2. The pedestrian trajectory prediction method based on the topological graph structure and the deep self-attention network according to claim 1, characterized in that: in the second step, the spatial interaction feature encoder encodes the high-dimensional data comprising a graph attention network and a graph-based deep self-attention network.

3. The pedestrian trajectory prediction method based on the topological graph structure and the deep self-attention network according to claim 1, characterized in that: the temporal feature encoder includes a depth self-attention network.

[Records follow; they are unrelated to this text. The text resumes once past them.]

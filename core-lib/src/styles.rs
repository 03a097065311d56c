// Copyright 2025 The Weft Authors.
//
// Licensed under the Apache License, Version 2.0 (the "License");
// you may not use this file except in compliance with the License.
// You may obtain a copy of the License at
//
//     http://www.apache.org/licenses/LICENSE-2.0
//
// Unless required by applicable law or agreed to in writing, software
// distributed under the License is distributed on an "AS IS" BASIS,
// WITHOUT WARRANTIES OR CONDITIONS OF ANY KIND, either express or implied.
// See the License for the specific language governing permissions and
// limitations under the License.

//! Styles and the interning registry handing out dense style ids.

use serde::{Deserialize, Serialize};

/// Attribute bits; extensible.
pub const ATTR_BOLD: u8 = 1;
pub const ATTR_ITALIC: u8 = 1 << 1;
pub const ATTR_UNDERLINE: u8 = 1 << 2;

/// A color with components in `[0, 1]`.
#[derive(Clone, Copy, Debug, PartialEq, Deserialize, Serialize)]
pub struct Rgba {
    pub r: f32,
    pub g: f32,
    pub b: f32,
    pub a: f32,
}

impl Rgba {
    pub const fn new(r: f32, g: f32, b: f32, a: f32) -> Rgba {
        Rgba { r, g, b, a }
    }

    pub const WHITE: Rgba = Rgba::new(1.0, 1.0, 1.0, 1.0);
    pub const BLACK: Rgba = Rgba::new(0.0, 0.0, 0.0, 1.0);
    pub const RED: Rgba = Rgba::new(1.0, 0.0, 0.0, 1.0);
}

/// A resolved style: optional colors plus an attribute bitset.
#[derive(Clone, Copy, Debug, Default, PartialEq, Deserialize, Serialize)]
pub struct Style {
    pub fg: Option<Rgba>,
    pub bg: Option<Rgba>,
    pub attributes: u8,
}

impl Style {
    pub fn fg(color: Rgba) -> Style {
        Style { fg: Some(color), ..Style::default() }
    }

    pub fn is_default(&self) -> bool {
        self.fg.is_none() && self.bg.is_none() && self.attributes == 0
    }
}

/// Identifier handed out by the registry; 0 is the default (no style).
pub type StyleId = u32;

pub const STYLE_DEFAULT: StyleId = 0;

/// Interns styles into dense ids. Identical styles share an id; the
/// default style is pre-registered as id 0.
#[derive(Debug)]
pub struct StyleRegistry {
    styles: Vec<Style>,
}

impl Default for StyleRegistry {
    fn default() -> StyleRegistry {
        StyleRegistry { styles: vec![Style::default()] }
    }
}

impl StyleRegistry {
    pub fn new() -> StyleRegistry {
        StyleRegistry::default()
    }

    pub fn intern(&mut self, style: Style) -> StyleId {
        if let Some(id) = self.styles.iter().position(|s| *s == style) {
            return id as StyleId;
        }
        self.styles.push(style);
        (self.styles.len() - 1) as StyleId
    }

    pub fn get(&self, id: StyleId) -> Option<&Style> {
        self.styles.get(id as usize)
    }

    pub fn len(&self) -> usize {
        self.styles.len()
    }

    pub fn is_empty(&self) -> bool {
        false
    }

    /// Drop everything except the default style.
    pub fn reset(&mut self) {
        self.styles.truncate(1);
    }
}
#[cfg(test)]
mod tests {
    use super::*;
    use crate::segment::{
        LineStartMetric, Segment, SegmentBuilder, SegmentInfo, SegmentLeaf, WidthMetric,
    };

    type SegRope = Node<SegmentInfo, SegmentLeaf>;

    fn chunk(width: u32) -> Segment {
        Segment::text(0, 0, width as usize, width)
    }

    fn build(segments: Vec<Segment>) -> SegRope {
        let mut b = SegmentBuilder::new();
        b.extend(segments);
        b.build()
    }

    fn collect_segments(rope: &SegRope) -> Vec<Segment> {
        let mut out = Vec::new();
        let mut c = Cursor::new(rope, 0);
        while let Some((leaf, _)) = c.get_leaf() {
            out.extend(leaf.segments().iter().cloned());
            if c.next_leaf().is_none() {
                break;
            }
        }
        out
    }

    #[test]
    fn empty_tree() {
        let rope = SegRope::default();
        assert!(rope.is_empty());
        assert_eq!(rope.len(), 0);
        assert_eq!(rope.measure::<WidthMetric>(), 0);
    }

    #[test]
    fn builder_many_leaves_balances() {
        let mut b = TreeBuilder::<SegmentInfo, SegmentLeaf>::new();
        for _ in 0..1000 {
            b.push_leaf(SegmentLeaf::from_segments(vec![Segment::LineStart, chunk(3)]));
        }
        let tree = b.build();
        assert_eq!(tree.len(), 2000);
        assert_eq!(tree.measure::<LineStartMetric>(), 1000);
        // 2000 segments over >= 8-segment leaves in an 8-ary tree.
        assert!(tree.height() <= 4, "height {} too tall", tree.height());
    }

    #[test]
    fn concat_preserves_totals() {
        let a = build(vec![Segment::LineStart, chunk(4)]);
        let b = build(vec![Segment::Break, Segment::LineStart, chunk(6)]);
        let joined = Node::concat(a.clone(), b.clone());
        assert_eq!(joined.len(), a.len() + b.len());
        assert_eq!(
            joined.measure::<WidthMetric>(),
            a.measure::<WidthMetric>() + b.measure::<WidthMetric>()
        );
    }

    #[test]
    fn split_join_identity() {
        let mut segments = Vec::new();
        for i in 0..40u32 {
            segments.push(Segment::LineStart);
            // Distinct byte ranges so adjacent chunks cannot coalesce.
            segments.push(Segment::text(1, (i as usize) * 100, (i as usize) * 100 + 5, 5));
            segments.push(Segment::Break);
        }
        let rope = build(segments.clone());
        for i in 0..=rope.len() {
            let left = rope.subseq(0..i);
            let right = rope.subseq(i..rope.len());
            let rejoined = Node::concat(left, right);
            assert_eq!(rejoined.len(), rope.len(), "split at {}", i);
            assert_eq!(collect_segments(&rejoined), segments, "leaf sequence after split at {}", i);
        }
    }

    #[test]
    fn edit_replaces_range() {
        let mut rope = build(vec![Segment::LineStart, chunk(2), chunk(3), chunk(4)]);
        rope.edit(2..3, build(vec![chunk(9)]));
        assert_eq!(rope.len(), 4);
        assert_eq!(rope.measure::<WidthMetric>(), 2 + 9 + 4);
    }

    #[test]
    fn base_metric_roundtrip() {
        let rope = build(vec![Segment::LineStart, chunk(2), chunk(3)]);
        for i in 0..=rope.len() {
            assert_eq!(rope.count::<BaseMetric<_, _>>(i), i);
            assert_eq!(rope.count_base_units::<BaseMetric<_, _>>(i), i);
        }
    }

    #[test]
    fn cursor_line_starts() {
        let mut segments = Vec::new();
        for i in 0..10u32 {
            if i > 0 {
                segments.push(Segment::Break);
            }
            segments.push(Segment::LineStart);
            segments.push(Segment::text(2, (i as usize) * 10, (i as usize) * 10 + 4, 4));
        }
        let rope = build(segments);
        let mut c = Cursor::new(&rope, 0);
        let boundaries: Vec<usize> = c.iter::<LineStartMetric>().collect();
        // A boundary lands just after each LineStart; the first is at
        // index 1, then every three segments.
        assert_eq!(boundaries.len(), 10);
        assert_eq!(boundaries[0], 1);
        assert_eq!(boundaries[1], 4);
    }
}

4. The pedestrian trajectory prediction method based on the topological graph structure and the deep self-attention network according to claim 1, characterized in that: in the fourth step, inherent uncertainty and multi-modal characteristics in the pedestrian motion trajectory are simulated by introducing Gaussian sampling noise into data, and the exploration space of the pedestrian trajectory is expanded.

5. The pedestrian trajectory prediction method based on the topological graph structure and the deep self-attention network according to claim 1, characterized in that: and step five, further expanding a network exploration space by adopting curve fitting and a two-classification network, and enhancing the continuity of the curve, wherein the curvature S calculation formula is as follows:

wherein the final point coordinate is (x) ₁ ，y ₁ ) The candidate point coordinate is (x) ₂ ，y ₂ ) And n is the number of neighbors in the topological graph.